Resolution of a Protracted Serogroup B Meningococcal Outbreak with Whole-Genome Sequencing Shows Interspecies Genetic Transfer.
Mulhall RM., Brehony C., O'Connor L., Meyler K., Jolley KA., Bray J., Bennett D., Maiden MC., Cunney R.
A carriage study was undertaken (n = 112) to ascertain the prevalence of Neisseria spp. following the eighth case of invasive meningococcal disease in young children (5 to 46 months) and members of a large extended indigenous ethnic minority Traveller family (n = 123), typically associated with high-occupancy living conditions. Nested multilocus sequence typing (MLST) was employed for case specimen extracts. Isolates were genome sequenced and then were assembled de novo and deposited into the Bacterial Isolate Genome Sequencing Database (BIGSdb). This facilitated an expanded MLST approach utilizing large numbers of loci for isolate characterization and discrimination. A rare sequence type, ST-6697, predominated in disease specimens and isolates that were carried (n = 8/14), persisting for at least 44 months, likely driven by the high population density of houses (n = 67/112) and trailers (n = 45/112). Carriage for Neisseria meningitidis (P < 0.05) and Neisseria lactamica (P < 0.002) (2-sided Fisher's exact test) was more likely in the smaller, more densely populated trailers. Meningococcal carriage was highest in 24- to 39-year-olds (45%, n = 9/20).
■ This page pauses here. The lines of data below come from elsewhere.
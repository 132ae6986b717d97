//! Single-pass separation of outcomes into values and errors.
//!
//! A [`Partition`] consumes a sequence of [`Outcome`]s once and keeps two
//! ordered buffers: accepted values and rejected errors. Empty outcomes are
//! dropped from both. Partials built over contiguous chunks of a sequence can
//! be merged with [`Partition::combine`], which concatenates both buffers in
//! order, so chunked or parallel reductions give the same result as a single
//! sequential pass.
//!
//! # Examples
//!
//! ```
//! use outcome_rail::{Outcome, Partition};
//!
//! let outcomes = vec![
//!     Outcome::accept(1),
//!     Outcome::reject("err1"),
//!     Outcome::empty(),
//!     Outcome::accept(2),
//!     Outcome::reject("err2"),
//! ];
//!
//! let split: Partition<i32, &str> = outcomes.into_iter().collect();
//! let (values, errors) = split.into_vecs();
//!
//! assert_eq!(values, vec![1, 2]);
//! assert_eq!(errors, vec!["err1", "err2"]);
//! ```
pub mod iter;

pub use self::iter::OutcomeIterExt;

use crate::outcome::Outcome;
use crate::types::alloc_type::Vec;
use crate::types::Accumulator;
#[cfg(feature = "serde")]
use serde::{Deserialize, Serialize};

/// Values and errors split out of a sequence of outcomes.
///
/// Each buffer preserves the relative order of the outcomes it came from.
#[must_use]
#[derive(Debug, Clone, PartialEq, Eq, Hash)]
#[cfg_attr(feature = "serde", derive(Serialize, Deserialize))]
pub struct Partition<V, E> {
    values: Accumulator<V>,
    errors: Accumulator<E>,
}

impl<V, E> Partition<V, E> {
    /// Creates an empty partition, the identity of [`combine`](Self::combine).
    #[inline]
    pub fn new() -> Self {
        Self {
            values: Accumulator::new(),
            errors: Accumulator::new(),
        }
    }

    /// Routes one outcome to the matching buffer.
    ///
    /// Accepted values go to `values`, rejected errors to `errors`, and empty
    /// outcomes are dropped.
    #[inline]
    pub fn push(&mut self, outcome: Outcome<V, E>) {
        match outcome {
            Outcome::Accepted(value) => self.values.push(value),
            Outcome::Empty => {},
            Outcome::Rejected(error) => self.errors.push(error),
        }
    }

    /// Appends an accepted value directly.
    #[inline]
    pub fn push_value(&mut self, value: V) {
        self.values.push(value);
    }

    /// Appends a rejected error directly.
    #[inline]
    pub fn push_error(&mut self, error: E) {
        self.errors.push(error);
    }

    /// Moves everything from `other` after the current contents.
    ///
    /// `other` must have been built from outcomes that come after the ones in
    /// `self` for the combined order to match a sequential pass.
    #[inline]
    pub fn append(&mut self, other: &mut Self) {
        self.values.append(&mut other.values);
        self.errors.append(&mut other.errors);
    }

    /// Merges two partials built from contiguous chunks, left before right.
    ///
    /// The operation is associative with [`Partition::new`] as identity.
    ///
    /// # Examples
    ///
    /// ```
    /// use outcome_rail::{Outcome, Partition};
    ///
    /// let input = vec![
    ///     Outcome::accept(1),
    ///     Outcome::reject('a'),
    ///     Outcome::accept(2),
    ///     Outcome::reject('b'),
    /// ];
    ///
    /// let (left, right) = input.split_at(2);
    /// let merged = left
    ///     .iter()
    ///     .copied()
    ///     .collect::<Partition<i32, char>>()
    ///     .combine(right.iter().copied().collect());
    ///
    /// assert_eq!(merged, input.into_iter().collect::<Partition<_, _>>());
    /// ```
    #[inline]
    pub fn combine(mut self, mut other: Self) -> Self {
        self.append(&mut other);
        self
    }

    /// Borrows the accepted values in input order.
    #[inline]
    pub fn values(&self) -> core::slice::Iter<'_, V> {
        self.values.iter()
    }

    /// Borrows the rejected errors in input order.
    #[inline]
    pub fn errors(&self) -> core::slice::Iter<'_, E> {
        self.errors.iter()
    }

    /// Number of accepted values.
    #[inline]
    pub fn value_count(&self) -> usize {
        self.values.len()
    }

    /// Number of rejected errors.
    #[inline]
    pub fn error_count(&self) -> usize {
        self.errors.len()
    }

    /// Total number of values and errors, i.e. the non-empty inputs seen.
    #[inline]
    pub fn len(&self) -> usize {
        self.values.len() + self.errors.len()
    }

    /// Returns `true` if neither buffer holds anything.
    #[inline]
    pub fn is_empty(&self) -> bool {
        self.values.is_empty() && self.errors.is_empty()
    }

    /// Returns `true` if at least one rejected outcome was seen.
    #[inline]
    pub fn has_errors(&self) -> bool {
        !self.errors.is_empty()
    }

    /// Consumes the partition, yielding the values.
    #[inline]
    pub fn into_values(self) -> smallvec::IntoIter<[V; 4]> {
        self.values.into_iter()
    }

    /// Consumes the partition, yielding the errors.
    #[inline]
    pub fn into_errors(self) -> smallvec::IntoIter<[E; 4]> {
        self.errors.into_iter()
    }

    /// Splits into two independently consumable iterators.
    #[inline]
    pub fn into_parts(self) -> (smallvec::IntoIter<[V; 4]>, smallvec::IntoIter<[E; 4]>) {
        (self.values.into_iter(), self.errors.into_iter())
    }

    /// Consumes the partition into `(values, errors)` vectors.
    #[inline]
    pub fn into_vecs(self) -> (Vec<V>, Vec<E>) {
        (
            self.values.into_inner().into_vec(),
            self.errors.into_inner().into_vec(),
        )
    }
}

impl<V, E> Default for Partition<V, E> {
    fn default() -> Self {
        Self::new()
    }
}

impl<V, E> Extend<Outcome<V, E>> for Partition<V, E> {
    fn extend<I: IntoIterator<Item = Outcome<V, E>>>(&mut self, iter: I) {
        for outcome in iter {
            self.push(outcome);
        }
    }
}

/// Collects outcomes in a single pass.
impl<V, E> FromIterator<Outcome<V, E>> for Partition<V, E> {
    fn from_iter<I: IntoIterator<Item = Outcome<V, E>>>(iter: I) -> Self {
        let mut partition = Self::new();
        partition.extend(iter);
        partition
    }
}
Evidence of horizontal gene transfer (HGT) was observed in four individuals cocolonized by Neisseria lactamica and Neisseria meningitidis One HGT event resulted in the acquisition of 26 consecutive N. lactamica alleles. This study demonstrates how housing density can drive meningococcal transmission and carriage, which likely facilitated the persistence of ST-6697 and prolonged the outbreak. Whole-genome MLST effectively distinguished between highly similar outbreak strain isolates, including those isolated from person-to-person transmission, and also highlighted how a few HGT events can distort the true phylogenetic relationship between highly similar clonal isolates.